Иконников уже не сомневался, что это так именно и случилось.

— Вы посмотрите: одиннадцатый час, а его еще нет! Право, что-то подозрительно!

— Мне нечего принимать меры. У меня здесь ничего нет. Но меня просто впутают в историю с Филатовым. Они ждут только предлога.

Иконников посидел еще с полчаса, а потом пошел к себе. Номер его был уже прибран, он напился чаю и решил пойти в университет.

Еще издали, подходя к университету, Иконников увидел, что и сегодня пришел напрасно: вся Моховая была запружена полицией, и мимо нее, как сквозь строй, проходили кучки студентов. Опять, как и вчера, студенты шли с веселыми лицами, остря и перекидываясь ироническими фразами, а на них глядели хмурые лица городовых, с застывшей готовностью, по первому знаку начальства, произвести расправу.

Попадались студенты и с возбужденными лицами, настроенные демонстративно. На углу Воздвиженки загремела вдруг песня, подхваченная сотней молодых голосов… Конные городовые вонзили шпоры в бока гарцующих коней и понеслись карьером. Песня оборвалась, демонстранты рассеялись, и атака городовых пропала.

Рядом с Иконниковым стояла какая-то, прилично одетая, старушка.

Она не успела посторониться, и лошадь одного городового прижала ее к стене дома. Старушка отчаянно закричала, но городовой, не обращая внимания, продолжал осаживать лошадь…

Иконников возмутился и ударил кулаком лошадь по заду так, что та шарахнулась с тротуара. Но маневр студента был замечен, и его сейчас же схватили. Может быть, он был бы даже избит, потому что повернувший лошадь городовой выругался и поднял над студентом нагайку, но удар остановил подбежавший помощник пристава.

— В чем дело? — опросил он у одного из державших Иконникова городовых.

— Сопротивление полиции, ваше бро-дие! — отрапортовал тот, делая под козырек. — Ударил лошадь!

— Да… ударил! — крикнул Иконников, полный негодования. — Но ударил потому, что она чуть было не задавила какую-то даму! Надо смотреть на что лезешь!

— Прошу замечаний не делать! — сухо сказал полицейский и сделал жест. — Взять!

Иконникова довольно грубо толкнули в спину и повели. На углу Никитской его сдали конвою из городовых, который охранял кучку студентов, человек в двадцать. Минут через десять привели еще партию студентов, всех их сбили вместе, и повели, окружив нарядом полиции.

Иконников был страшно возмущен. Озлобление нарастало в его груди, и ему хотелось громко кричать о несправедливости. Но он сознавал, что это бесполезно, и потому шел молча, кусая от негодования губы.

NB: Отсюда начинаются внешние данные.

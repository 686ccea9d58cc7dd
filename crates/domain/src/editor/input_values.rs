//! Input values - the all-strings shadow of a character's numeric fields.
//!
//! Text fields hold whatever the user is typing ("-", "1.", "") without
//! corrupting the numeric model. Conversion goes two ways:
//!
//! - [`InputValues::from_character`] is total: every number has a text form.
//! - [`InputValues::to_numeric`] is partial: one unparsable leaf aborts the
//!   whole conversion with [`SkipUpdate`], never a half-converted character.

use serde::{Deserialize, Serialize};

use crate::entities::Character;
use crate::value_objects::{
    format_number, parse_leaf, EquipmentSlot, SkipUpdate, SlotTable, StatusKind, StatusTable,
};

/// Text for one flame set.
pub type FlameInputValues = StatusTable<String>;

/// Text for the multiplier row.
pub type MultiplierInputValues = StatusTable<String>;

/// Text for every slot's flame set.
pub type EquipmentInputValues = SlotTable<FlameInputValues>;

/// Buffer mirroring the numeric leaves of a [`Character`].
///
/// The name has no numeric form, so it has no leaf here.
#[derive(Debug, Clone, PartialEq, Serialize, Deserialize)]
pub struct InputValues {
    multipliers: MultiplierInputValues,
    equipments: EquipmentInputValues,
}

impl InputValues {
    /// Text view of every numeric leaf of `character`.
    pub fn from_character(character: &Character) -> Self {
        Self {
            multipliers: character.multipliers().map(|value| format_number(*value)),
            equipments: character
                .equipments()
                .map(|flames| flames.map(|value| format_number(*value))),
        }
    }

    /// Convert the whole buffer back to numbers, giving the result `name`.
    ///
    /// Fails with the first leaf (multipliers first, then slots in display
    /// order) that does not parse.
    pub fn to_numeric(&self, name: impl Into<String>) -> Result<Character, SkipUpdate> {
        let multipliers = self.multipliers.try_map(|text| parse_leaf(text))?;
        let equipments = self
            .equipments
            .try_map(|flames| flames.try_map(|text| parse_leaf(text)))?;

        Ok(Character::new(name, equipments, multipliers))
    }

    pub fn multipliers(&self) -> &MultiplierInputValues {
        &self.multipliers
    }

    pub fn equipments(&self) -> &EquipmentInputValues {
        &self.equipments
    }

    pub fn multiplier(&self, status: StatusKind) -> &str {
        &self.multipliers[status]
    }

    pub fn flame(&self, slot: EquipmentSlot, status: StatusKind) -> &str {
        &self.equipments[slot][status]
    }

    /// Replace one multiplier leaf. Any text is accepted.
    pub fn set_multiplier(&mut self, status: StatusKind, text: impl Into<String>) {
        self.multipliers[status] = text.into();
    }

    /// Replace one flame leaf. Any text is accepted.
    pub fn set_flame(&mut self, slot: EquipmentSlot, status: StatusKind, text: impl Into<String>) {
        self.equipments[slot][status] = text.into();
    }
}

impl Default for InputValues {
    /// Buffer of an empty character: every leaf is `"0"`.
    fn default() -> Self {
        Self::from_character(&Character::empty())
    }
}
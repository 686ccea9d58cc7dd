//! Editor core - state, actions, the reducer, and the input buffer.

mod action;
mod input_values;
mod reducer;
mod state;

pub use action::EditorAction;
pub use input_values::{
    EquipmentInputValues, FlameInputValues, InputValues, MultiplierInputValues,
};
pub use reducer::reduce;
pub use state::EditorState;
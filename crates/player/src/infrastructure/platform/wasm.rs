//! WASM platform implementations
//!
//! Provides the `window.localStorage` storage adapter used in the browser.

use crate::ports::outbound::StoragePort;

/// Browser storage provider over `window.localStorage`
///
/// Every call looks the storage object up again; there is no cache, so
/// edits from another tab are visible on the next load.
#[derive(Clone, Default)]
pub struct WasmStorageProvider;

impl WasmStorageProvider {
    pub fn new() -> Self {
        Self
    }

    fn local_storage() -> Option<web_sys::Storage> {
        web_sys::window().and_then(|window| window.local_storage().ok().flatten())
    }
}

impl StoragePort for WasmStorageProvider {
    fn save(&self, key: &str, value: &str) {
        let Some(storage) = Self::local_storage() else {
            tracing::error!("localStorage is unavailable; dropping save of {}", key);
            return;
        };
        if let Err(e) = storage.set_item(key, value) {
            tracing::error!("Failed to write localStorage key {}: {:?}", key, e);
        }
    }

    fn load(&self, key: &str) -> Option<String> {
        let storage = Self::local_storage()?;
        match storage.get_item(key) {
            Ok(value) => value,
            Err(e) => {
                tracing::error!("Failed to read localStorage key {}: {:?}", key, e);
                None
            }
        }
    }
}
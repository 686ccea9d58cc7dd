//! Ports - Interfaces between the editor and the outside world

pub mod outbound;
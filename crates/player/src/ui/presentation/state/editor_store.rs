//! Editor store
//!
//! Wraps the [`EditorSession`] in a Signal so every dispatch re-renders the
//! components that read it.

use dioxus::prelude::*;
use flamescore_domain::{EditorAction, EditorState};

use crate::application::EditorSession;

/// Handle to the editor session, shared through Dioxus context
#[derive(Clone, Copy)]
pub struct EditorStore {
    session: Signal<EditorSession>,
}

impl EditorStore {
    /// Create the store; must be called inside an active Dioxus runtime
    pub fn new(session: EditorSession) -> Self {
        Self {
            session: Signal::new(session),
        }
    }

    /// Current state, subscribing the calling component to changes
    pub fn snapshot(&self) -> EditorState {
        self.session.read().state().clone()
    }

    pub fn dispatch(&mut self, action: EditorAction) {
        self.session.write().dispatch(action);
    }

    /// Switch only if `index` names an existing character
    pub fn switch_character(&mut self, index: usize) {
        self.session.write().switch_character(index);
    }
}

/// Hook to access the EditorStore from Dioxus context
pub fn use_editor_store() -> EditorStore {
    use_context::<EditorStore>()
}
//! Editor session - the `state()` / `dispatch(action)` surface.
//!
//! Owns the current [`EditorState`] and the storage it came from. Each
//! dispatch runs the pure reducer and, when anything changed, saves the new
//! state. Saving is fire-and-forget: failures are logged, never returned.

use std::sync::Arc;

use flamescore_domain::{reduce, EditorAction, EditorState};

use super::persistence::{load_state, save_state, PersistenceError};
use crate::ports::outbound::StoragePort;

#[derive(Clone)]
pub struct EditorSession {
    state: EditorState,
    storage: Arc<dyn StoragePort>,
}

impl EditorSession {
    /// Start a session from whatever `storage` holds.
    ///
    /// A corrupt stored state is returned as an error; there is no recovery.
    pub fn load(storage: Arc<dyn StoragePort>) -> Result<Self, PersistenceError> {
        let state = load_state(storage.as_ref())?;
        Ok(Self { state, storage })
    }

    pub fn state(&self) -> &EditorState {
        &self.state
    }

    /// Apply `action` and persist the result if it differs.
    pub fn dispatch(&mut self, action: EditorAction) {
        tracing::trace!(?action, "Dispatching editor action");

        let next = reduce(&self.state, action);
        if next == self.state {
            return;
        }
        self.state = next;

        if let Err(e) = save_state(self.storage.as_ref(), &self.state) {
            tracing::error!("Failed to save editor state: {}", e);
        }
    }

    /// Select character `index` if it exists.
    ///
    /// Returns `false` and dispatches nothing for an out-of-range index.
    pub fn switch_character(&mut self, index: usize) -> bool {
        if !self.state.can_switch_to(index) {
            tracing::warn!(
                index,
                characters = self.state.characters().len(),
                "Ignoring switch to a character that does not exist"
            );
            return false;
        }

        self.dispatch(EditorAction::SwitchCharacter { index });
        true
    }
}

impl std::fmt::Debug for EditorSession {
    fn fmt(&self, f: &mut std::fmt::Formatter<'_>) -> std::fmt::Result {
        f.debug_struct("EditorSession")
            .field("state", &self.state)
            .finish_non_exhaustive()
    }
}
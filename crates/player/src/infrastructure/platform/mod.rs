//! Platform-specific implementations
//!
//! This module provides platform-specific implementations of the
//! storage port defined in ports/outbound/storage_port.rs.
//!
//! The correct platform is selected at compile time based on the target architecture.

use std::sync::Arc;

#[cfg(not(target_arch = "wasm32"))]
use anyhow::Context;
use anyhow::Result;

use crate::ports::outbound::StoragePort;
use crate::runner::config::{RunnerConfig, StorageBackend};

#[cfg(target_arch = "wasm32")]
mod wasm;

#[cfg(not(target_arch = "wasm32"))]
mod desktop;

mod memory;

#[cfg(target_arch = "wasm32")]
pub use wasm::WasmStorageProvider;

#[cfg(not(target_arch = "wasm32"))]
pub use desktop::{DesktopStorageError, DesktopStorageProvider};

pub use memory::MemoryStorageProvider;

/// Create the storage backend selected by `config`
///
/// Fails if the persistent store exists but cannot be read; starting over an
/// unreadable store would overwrite it on the first save.
pub fn create_storage(config: &RunnerConfig) -> Result<Arc<dyn StoragePort>> {
    match config.storage {
        StorageBackend::Memory => {
            tracing::info!("Using in-memory storage; edits will not survive a restart");
            Ok(Arc::new(MemoryStorageProvider::new()))
        }
        StorageBackend::Persistent => create_persistent_storage(config),
    }
}

#[cfg(target_arch = "wasm32")]
fn create_persistent_storage(_config: &RunnerConfig) -> Result<Arc<dyn StoragePort>> {
    Ok(Arc::new(WasmStorageProvider::new()))
}

#[cfg(not(target_arch = "wasm32"))]
fn create_persistent_storage(config: &RunnerConfig) -> Result<Arc<dyn StoragePort>> {
    let storage = match &config.storage_path {
        Some(path) => DesktopStorageProvider::open(path),
        None => DesktopStorageProvider::new(),
    }
    .context("Failed to open desktop storage")?;
    Ok(Arc::new(storage))
}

Неловко он себя чувствовал в том положении, в котором очутился. Идти под конвоем полиции, среди белого дня, по шумной улице, ему приходилось в первый раз в жизни, и казалось, что все взгляды прохожих и проезжающих останавливаются именно на нем, которого, как преступника, ведут под конвоем. Но, бросив исподлобья взгляд на ближайший тротуар, студент успокоился: будто одно неразрывное звено сковало всех этих студентов с шумной улицей, и Иконников видел, как эта улица страдала одним общим страданием, переживала то же, что переживают студенты.

Привели студентов в Арбатскую часть. Большинство их сейчас же куда-то увели, а некоторых, в том числе и Иконникова, оставили для составления протокола. И когда очередь дошла до Иконникова, и он обстоятельно рассказал приставу за что его взяли, — тот покрутил усы и сказал околоточному надзирателю:

— Составьте протокол и отпустите!

Возвратись домой, Иконников прошел было к Рудзевичу справиться о Филатове, но номер Рудзевича был заперт, и коридорный сказал, что Казимир Францевич с утра ушел в город и еще не возвращался.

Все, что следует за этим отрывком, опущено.